[Task statement]
Every line of the entries with the word "FixedOffset" in it should be shown.

(Collected data entries)
# # # # #

//! CLI binary for memorial-pdf.
//!
//! Without `--render` it runs the HTTP service. With `--render` it reads a
//! request body from a file (or stdin) and writes the memorial PDF locally.

use anyhow::{Context, Result};
use chrono::FixedOffset;
use clap::Parser;
use indicatif::{ProgressBar, ProgressStyle};
use memorial_pdf::config::DEFAULT_BODY_LIMIT;
use memorial_pdf::{
    generate_to_file, run_server, DocumentRequest, ProgressCallback, RenderConfig,
    RenderProgressCallback, ServerConfig,
};
use std::io::{self, Read};
use std::net::IpAddr;
use std::path::PathBuf;
use std::sync::atomic::{AtomicUsize, Ordering};
use std::sync::Arc;
use std::time::Duration;
use tracing_subscriber::EnvFilter;

// ── ANSI colour helpers ──────────────────────────────────────────────────────

fn green(s: &str) -> String {
    format!("\x1b[32m{s}\x1b[0m")
}
fn yellow(s: &str) -> String {
    format!("\x1b[33m{s}\x1b[0m")
}
fn dim(s: &str) -> String {
    format!("\x1b[2m{s}\x1b[0m")
}
fn bold(s: &str) -> String {
    format!("\x1b[1m{s}\x1b[0m")
}
fn cyan(s: &str) -> String {
    format!("\x1b[36m{s}\x1b[0m")
}

// ── CLI progress callback using indicatif ────────────────────────────────────

/// Terminal progress callback: a page counter bar plus one log line per
/// photo that fell back to the placeholder.
struct CliProgressCallback {
    bar: ProgressBar,
    fallbacks: AtomicUsize,
}

impl CliProgressCallback {
    fn new() -> Arc<Self> {
        let bar = ProgressBar::new(0);
        let style = ProgressStyle::with_template(
            "{spinner:.cyan} {prefix:.bold}  [{bar:42.green/238}] {pos:>3}/{len} pages  {msg}",
        )
        .unwrap_or_else(|_| ProgressStyle::default_bar())
        .progress_chars("█▉▊▋▌▍▎▏  ")
        .tick_strings(&["⠋", "⠙", "⠹", "⠸", "⠼", "⠴", "⠦", "⠧", "⠇", "⠏", "⠿"]);
        bar.set_style(style);
        bar.set_prefix("Rendering");
        bar.enable_steady_tick(Duration::from_millis(80));

        Arc::new(Self {
            bar,
            fallbacks: AtomicUsize::new(0),
        })
    }
}

impl RenderProgressCallback for CliProgressCallback {
    fn on_render_start(&self, total_pages: usize) {
        self.bar.set_length(total_pages as u64);
        self.bar.println(format!(
            "{} {}",
            cyan("◆"),
            bold(&format!("Rendering memorial of {total_pages} pages…"))
        ));
    }

    fn on_page_start(&self, page_num: usize, _total_pages: usize) {
        self.bar.set_message(format!("page {page_num}"));
    }

    fn on_page_complete(&self, _page_num: usize, _total_pages: usize) {
        self.bar.inc(1);
    }

    fn on_asset_fallback(&self, page_num: usize, error: &str) {
        self.fallbacks.fetch_add(1, Ordering::SeqCst);
        self.bar.println(format!(
            "  {} Page {:>3}  {}",
            yellow("⚠"),
            page_num,
            dim(&format!("placeholder: {error}")),
        ));
    }

    fn on_render_complete(&self, total_pages: usize, bytes: usize) {
        self.bar.finish_and_clear();
        let fallbacks = self.fallbacks.load(Ordering::SeqCst);
        eprintln!(
            "{} {} pages rendered  {}{}",
            green("✔"),
            bold(&total_pages.to_string()),
            dim(&format!("{bytes} bytes")),
            if fallbacks > 0 {
                format!("  ({} placeholders)", yellow(&fallbacks.to_string()))
            } else {
                String::new()
            },
        );
    }
}

const AFTER_HELP: &str = r#"EXAMPLES:
  # Run the HTTP service on $PORT (default 5000), photos under ./public
  memorial-pdf

  # Serve a different public directory on port 8080
  memorial-pdf --public-dir /srv/memorial/public --port 8080

  # Render a request body locally
  memorial-pdf --render request.json -o memorial.pdf

  # Read the body from stdin, dates in UTC-03:00
  cat request.json | memorial-pdf --render - --utc-offset=-03:00 -o memorial.pdf

REQUEST BODY:
  {
    "title": "Familia García",
    "data": [
      { "file": "/uploads/playa.jpg", "title": "Verano",
        "message": "Siempre con nosotros.", "createdAt": "2024-01-15T10:30:00Z" }
    ]
  }

ENVIRONMENT VARIABLES:
  PORT              Listening port for the HTTP service
  RUST_LOG          tracing filter, overrides --verbose / --quiet
"#;

/// Generate decorative memorial PDF books from photo entries.
#[derive(Parser, Debug)]
#[command(
    name = "memorial-pdf",
    version,
    about = "Generate decorative memorial PDF books from photo entries",
    long_about = "Serve the memorial PDF endpoint over HTTP, or render a single request body \
to a local file. Each document has a cover page, one page per entry with its photo and \
message, and a closing page.",
    color = clap::ColorChoice::Auto,
    after_long_help = AFTER_HELP
)]
struct Cli {
    /// Render this request JSON file ("-" for stdin) instead of serving.
    #[arg(long, value_name = "JSON")]
    render: Option<PathBuf>,

    /// Output path for --render.
    #[arg(short, long, env = "MEMORIAL_OUTPUT", default_value = "memorial.pdf")]
    output: PathBuf,

    /// Interface to bind.
    #[arg(long, env = "MEMORIAL_HOST", default_value = "0.0.0.0")]
    host: IpAddr,

    /// Listening port.
    #[arg(short, long, env = "PORT", default_value_t = memorial_pdf::config::DEFAULT_PORT)]
    port: u16,

    /// Static root; photos resolve against it and `<dir>/uploads` is served.
    #[arg(long, env = "MEMORIAL_PUBLIC_DIR", default_value = "public")]
    public_dir: PathBuf,

    /// Maximum request body size in bytes.
    #[arg(long, env = "MEMORIAL_BODY_LIMIT", default_value_t = DEFAULT_BODY_LIMIT)]
    body_limit: usize,

    /// Page margin in points (10–120).
    #[arg(long, env = "MEMORIAL_MARGIN", default_value_t = 40.0)]
    margin: f32,

    /// Longest edge photos are downscaled to before embedding.
    #[arg(long, env = "MEMORIAL_MAX_IMAGE_PIXELS", default_value_t = 2000)]
    max_image_pixels: u32,

    /// Write uncompressed page streams.
    #[arg(long, env = "MEMORIAL_NO_COMPRESS")]
    no_compress: bool,

    /// Offset used for printed dates, e.g. +02:00 (default: local time).
    #[arg(long, env = "MEMORIAL_UTC_OFFSET", allow_hyphen_values = true)]
    utc_offset: Option<String>,

    /// Disable progress bar.
    #[arg(long, env = "MEMORIAL_NO_PROGRESS")]
    no_progress: bool,

    /// Enable DEBUG-level tracing logs.
    #[arg(short, long, env = "MEMORIAL_VERBOSE")]
    verbose: bool,

    /// Suppress all output except errors.
    #[arg(short, long, env = "MEMORIAL_QUIET")]
    quiet: bool,
}

#[tokio::main]
async fn main() -> Result<()> {
    let cli = Cli::parse();

    // ── Logging setup ────────────────────────────────────────────────────
    // The progress bar replaces INFO logs in render mode.
    let show_progress = cli.render.is_some() && !cli.quiet && !cli.no_progress;
    let filter = if cli.verbose {
        "debug"
    } else if cli.quiet || show_progress {
        "error"
    } else {
        "info"
    };

    tracing_subscriber::fmt()
        .with_env_filter(
            EnvFilter::try_from_default_env().unwrap_or_else(|_| EnvFilter::new(filter)),
        )
        .with_writer(io::stderr)
        .init();

    let progress_cb: Option<ProgressCallback> = if show_progress {
        Some(CliProgressCallback::new() as Arc<dyn RenderProgressCallback>)
    } else {
        None
    };
    let render = build_render_config(&cli, progress_cb)?;

    // ── Render mode ──────────────────────────────────────────────────────
    if let Some(ref input) = cli.render {
        let body = read_body(input)?;
        let request = DocumentRequest::from_slice(&body).context("Invalid request body")?;
        let stats = generate_to_file(request, &cli.output, &render)
            .await
            .context("Render failed")?;

        if !cli.quiet {
            eprintln!(
                "{}  {} pages  {} photos  {} placeholders  {}ms  →  {}",
                green("✔"),
                stats.total_pages,
                stats.images_embedded,
                stats.placeholders,
                stats.duration_ms,
                bold(&cli.output.display().to_string()),
            );
            if stats.truncated_messages > 0 {
                eprintln!(
                    "   {} messages shortened to fit their panel",
                    yellow(&stats.truncated_messages.to_string())
                );
            }
        }
        return Ok(());
    }

    // ── Serve mode ───────────────────────────────────────────────────────
    let mut server = ServerConfig {
        host: cli.host,
        port: cli.port,
        body_limit: cli.body_limit,
        render,
        ..ServerConfig::default()
    }
    .with_public_dir(&cli.public_dir);
    server.render.progress_callback = None;

    run_server(server).await.context("Server failed")?;
    Ok(())
}

/// Map CLI args to `RenderConfig`.
fn build_render_config(cli: &Cli, progress: Option<ProgressCallback>) -> Result<RenderConfig> {
    let mut builder = RenderConfig::builder()
        .assets_root(&cli.public_dir)
        .page_margin(cli.margin)
        .max_image_pixels(cli.max_image_pixels)
        .compress(!cli.no_compress);

    if let Some(ref raw) = cli.utc_offset {
        builder = builder.utc_offset(parse_offset(raw)?);
    }
    if let Some(cb) = progress {
        builder = builder.progress_callback(cb);
    }

    builder.build().context("Invalid configuration")
}

/// Parse `--utc-offset` values such as `+02:00` or `Z`.
fn parse_offset(s: &str) -> Result<FixedOffset> {
    let s = s.trim();
    if s.eq_ignore_ascii_case("z") || s.eq_ignore_ascii_case("utc") {
        return FixedOffset::east_opt(0).context("UTC offset out of range");
    }
    s.parse::<FixedOffset>()
        .with_context(|| format!("Invalid UTC offset '{s}' (expected e.g. +02:00)"))
}

fn read_body(input: &PathBuf) -> Result<Vec<u8>> {
    if input.as_os_str() == "-" {
        let mut buf = Vec::new();
        io::stdin()
            .read_to_end(&mut buf)
            .context("Failed to read request from stdin")?;
        return Ok(buf);
    }
    std::fs::read(input).with_context(|| format!("Failed to read request from {:?}", input))
}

# # # # #

[Solution]
use chrono::FixedOffset;
fn parse_offset(s: &str) -> Result<FixedOffset> {
        return FixedOffset::east_opt(0).context("UTC offset out of range");
    s.parse::<FixedOffset>()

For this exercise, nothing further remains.